Le cause strutturali di questa protesta sono gli effetti di un modello che non è più in grado di giustificare le disuguaglianze che produce.
A questo appiattimento del significato della protesta hanno senza dubbio contribuito i media cileni, che hanno offerto uno scorcio parziale della protesta, concentrandone la narrazione nei giorni immediatamente successivi la proclamazione dello stato d’emergenza su due fenomeni connessi: da un lato, gli osceni saccheggi dei supermercati e gli incendi provocati in luoghi sensibili quali le stazioni della metropolitana; dall’altro lato, l’auto-organizzazione degli abitanti delle zone maggiormente colpite da questi atti vandalici. Questi fenomeni sono certamente aspetti importanti della protesta, ma non possono essere interpretati come se la sua legittimità dipendesse dalla forma che assume.
La questione politica fondamentale non è un buon manifestare opposto a un cattivo manifestare, ma le ragioni del manifestare. La questione centrale da mettere a fuoco sono le ragioni politiche ed economiche su cui si fonda questo movimento di protesta, che abbraccia tutte le sfumature possibili. Ed è proprio questa messa a fuoco che al momento è rifiutata dall’attuale governo, perché implicherebbe una messa in discussione radicale di un modello che non è più in grado di legittimare le profonde disuguaglianze che senza sosta produce e riproduce. Lo Stato non può risolversi nel principio della sicurezza, che altro non è se non la moderna forma politica e giuridica nella quale s’inscrive l’esistenza materiale del popolo. La crisi profonda che sta vivendo il Cile non può essere risolta con misure emergenziali che nulla hanno di politico, e che anzi concorrono a fomentare l’insofferenza crescente di un popolo nei confronti dello Stato.

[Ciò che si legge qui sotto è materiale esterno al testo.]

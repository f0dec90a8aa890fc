//! Error types for the vault engine.
//!
//! Expected outcomes are values, not errors: a wrong password surfaces as
//! `Ok(false)` from `unlock`/`change_password`, an existing vault as
//! `Ok(false)` from `create`, and a missing or undecryptable note as
//! `Ok(None)` from `read`. The variants below cover everything else.
//!
//! Secret material never appears in error messages.

use thiserror::Error;

use crate::crypto::CryptoError;

/// Result type for vault operations.
pub type VaultResult<T> = Result<T, VaultError>;

/// Errors raised by the vault engine.
#[derive(Debug, Error)]
pub enum VaultError {
    /// Unlock was called but no vault file exists at the path.
    #[error("no vault file exists at the configured path")]
    Missing,

    /// A secret-consuming operation was called while the vault is locked.
    #[error("vault is locked")]
    Locked,

    /// Internal inconsistency that retrying will not fix: the salt sidecar
    /// disagrees with the vault metadata, a verify token or settings row is
    /// present but malformed, or a required singleton row is absent.
    #[error("vault is corrupt: {0}")]
    Corrupt(String),

    /// Password hashing exhausted resources.
    #[error("key derivation failed: {0}")]
    KeyDerivation(String),

    /// Unrecovered page store, SQL, or I/O error.
    #[error("storage error: {0}")]
    Storage(String),
}

impl From<bastion_db::DbError> for VaultError {
    fn from(err: bastion_db::DbError) -> Self {
        Self::Storage(err.to_string())
    }
}

impl From<rusqlite::Error> for VaultError {
    fn from(err: rusqlite::Error) -> Self {
        Self::Storage(err.to_string())
    }
}

impl From<std::io::Error> for VaultError {
    fn from(err: std::io::Error) -> Self {
        Self::Storage(err.to_string())
    }
}

impl From<CryptoError> for VaultError {
    fn from(err: CryptoError) -> Self {
        match err {
            CryptoError::KeyDerivation(_) | CryptoError::InvalidKeySize(_) => {
                Self::KeyDerivation(err.to_string())
            }
            CryptoError::Encrypt | CryptoError::Decrypt => Self::Storage(err.to_string()),
        }
    }
}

Lo stesso comportamento delle forze dell’ordine, che nei primi giorni di protesta sono parse inclini più che altro a monitorare la situazione, si è nelle ultime 24 ore fortemente inasprito, moltiplicando gli episodi di violenza e presunta violazione dei diritti umani. La ricostruzione di uno spazio di dialogo, che rimane un momento fondamentale della vita politica di un popolo nei suoi rapporti con lo Stato e al quale, anche all’interno di uno scenario altamente conflittuale, non si può rinunciare, non è compatibile con una gestione repressiva di una protesta. Nemmeno quando tale gestione, come nel caso degli arresti in orario di coprifuoco, risultasse pienamente conforme al dettato costituzionale. La gestione securitaria del conflitto non è una mossa neutra, ma è essa stessa un’azione politica, perché conferisce alla protesta un alone di illegittimità e trasforma il manifestante in nemico. Non è un caso che Piñera in una conferenza stampa abbia dichiarato che estamos en guerra, per precisare l’affermazione solo in un secondo momento, riportandola alla logica della buona vs. cattiva manifestazione. L’effetto di una simile gestione della crisi non può che essere, in un gioco di riflessi infinito, uno scollamento totale dei manifestanti rispetto allo Stato.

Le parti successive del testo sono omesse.